[What the task requires] Below are entries; work out how many of their lines include the string "Canonical", and reply with the number only.

Recorded data
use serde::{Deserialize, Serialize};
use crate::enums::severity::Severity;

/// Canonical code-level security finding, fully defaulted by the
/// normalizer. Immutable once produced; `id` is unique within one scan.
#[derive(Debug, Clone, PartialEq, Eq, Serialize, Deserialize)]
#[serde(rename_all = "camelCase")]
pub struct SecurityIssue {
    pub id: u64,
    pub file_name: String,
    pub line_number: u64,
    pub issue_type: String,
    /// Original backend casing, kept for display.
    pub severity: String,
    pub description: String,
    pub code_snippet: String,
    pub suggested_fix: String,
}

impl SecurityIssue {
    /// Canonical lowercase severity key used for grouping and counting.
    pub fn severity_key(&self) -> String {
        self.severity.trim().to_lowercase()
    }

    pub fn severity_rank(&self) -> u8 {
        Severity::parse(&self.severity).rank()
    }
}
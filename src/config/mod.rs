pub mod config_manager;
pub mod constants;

* * *

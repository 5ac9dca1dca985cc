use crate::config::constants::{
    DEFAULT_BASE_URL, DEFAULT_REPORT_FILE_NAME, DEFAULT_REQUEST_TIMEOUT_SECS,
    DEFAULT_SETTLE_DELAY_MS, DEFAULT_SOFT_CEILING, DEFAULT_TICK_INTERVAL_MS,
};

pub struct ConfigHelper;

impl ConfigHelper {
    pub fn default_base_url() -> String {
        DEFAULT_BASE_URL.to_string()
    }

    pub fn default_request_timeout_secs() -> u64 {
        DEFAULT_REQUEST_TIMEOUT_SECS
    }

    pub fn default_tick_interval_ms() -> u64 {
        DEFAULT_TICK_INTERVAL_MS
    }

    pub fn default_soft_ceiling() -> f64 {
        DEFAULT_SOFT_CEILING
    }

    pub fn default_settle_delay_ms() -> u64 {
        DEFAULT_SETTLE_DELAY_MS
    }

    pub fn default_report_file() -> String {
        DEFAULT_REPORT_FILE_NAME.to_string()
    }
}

[Solution for this task] 2